# Data provided:
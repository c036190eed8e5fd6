//! Recorded runs, stored as JSON (gzip when the path ends in `.gz`).

use std::fs::File;
use std::io::{BufReader, BufWriter, Write};
use std::path::Path;

use anyhow::Context;
use chrono::Utc;
use flate2::read::GzDecoder;
use flate2::write::GzEncoder;
use flate2::Compression;
use serde::{Deserialize, Serialize};

use crate::sensor_fusion::{EngineConfig, EngineState};
use crate::types::SensorSample;

#[derive(Clone, Debug, Serialize, Deserialize)]
pub struct Session {
    /// RFC 3339, UTC
    pub started_at: String,
    pub config: EngineConfig,
    pub samples: Vec<SensorSample>,
    #[serde(default)]
    pub final_state: Option<EngineState>,
}

impl Session {
    pub fn new(config: EngineConfig) -> Self {
        Self {
            started_at: Utc::now().to_rfc3339(),
            config,
            samples: Vec::new(),
            final_state: None,
        }
    }

    /// Seconds between the first and last sample.
    pub fn duration(&self) -> f64 {
        match (self.samples.first(), self.samples.last()) {
            (Some(first), Some(last)) => last.timestamp - first.timestamp,
            _ => 0.0,
        }
    }
}

fn is_gzip(path: &Path) -> bool {
    path.extension().map(|e| e == "gz").unwrap_or(false)
}

pub fn save_session(session: &Session, path: &Path) -> anyhow::Result<()> {
    let file = File::create(path).with_context(|| format!("creating {}", path.display()))?;
    if is_gzip(path) {
        let mut gz = GzEncoder::new(BufWriter::new(file), Compression::default());
        serde_json::to_writer_pretty(&mut gz, session)?;
        gz.finish()?.flush()?;
    } else {
        let mut writer = BufWriter::new(file);
        serde_json::to_writer_pretty(&mut writer, session)?;
        writer.flush()?;
    }
    Ok(())
}

pub fn load_session(path: &Path) -> anyhow::Result<Session> {
    let file = File::open(path).with_context(|| format!("opening {}", path.display()))?;
    let session = if is_gzip(path) {
        serde_json::from_reader(BufReader::new(GzDecoder::new(file)))?
    } else {
        serde_json::from_reader(BufReader::new(file))?
    };
    Ok(session)
}

#[cfg(test)]
mod tests {
    use super::*;
    use crate::sensor_fusion::FilterKind;

    fn session() -> Session {
        let config = EngineConfig { filter: FilterKind::Kalman, ..EngineConfig::default() };
        let mut s = Session::new(config);
        for i in 0..5 {
            s.samples.push(SensorSample {
                timestamp: i as f64 * 0.05,
                accel: [0.0, 0.0, 1.0],
                gyro: [0.0, 0.0, 12.5],
                mag: if i % 2 == 0 { Some([1.0, 0.0, 0.0]) } else { None },
                dt: 0.05,
            });
        }
        s
    }

    #[test]
    fn test_round_trip_through_gzip() {
        let path = std::env::temp_dir().join(format!("flight_attitude_{}.json.gz", std::process::id()));
        let original = session();
        save_session(&original, &path).unwrap();
        let loaded = load_session(&path).unwrap();
        let _ = std::fs::remove_file(&path);

        assert_eq!(loaded.samples, original.samples);
        assert_eq!(loaded.config, original.config);
        assert_eq!(loaded.started_at, original.started_at);
    }

    #[test]
    fn test_plain_json_and_duration() {
        let path = std::env::temp_dir().join(format!("flight_attitude_{}.json", std::process::id()));
        save_session(&session(), &path).unwrap();
        let text = std::fs::read_to_string(&path).unwrap();
        let loaded = load_session(&path).unwrap();
        let _ = std::fs::remove_file(&path);

        assert!(text.contains("\"filter\": \"kalman\""));
        assert!((loaded.duration() - 0.2).abs() < 1e-12);
        assert!(loaded.final_state.is_none());
    }

    #[test]
    fn test_missing_file_is_an_error() {
        let path = std::env::temp_dir().join("flight_attitude_does_not_exist.json");
        assert!(load_session(&path).is_err());
    }
}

# Your objective:
In the listing, find every line with the word "Some" and return it.

# Task response:
            (Some(first), Some(last)) => last.timestamp - first.timestamp,
                mag: if i % 2 == 0 { Some([1.0, 0.0, 0.0]) } else { None },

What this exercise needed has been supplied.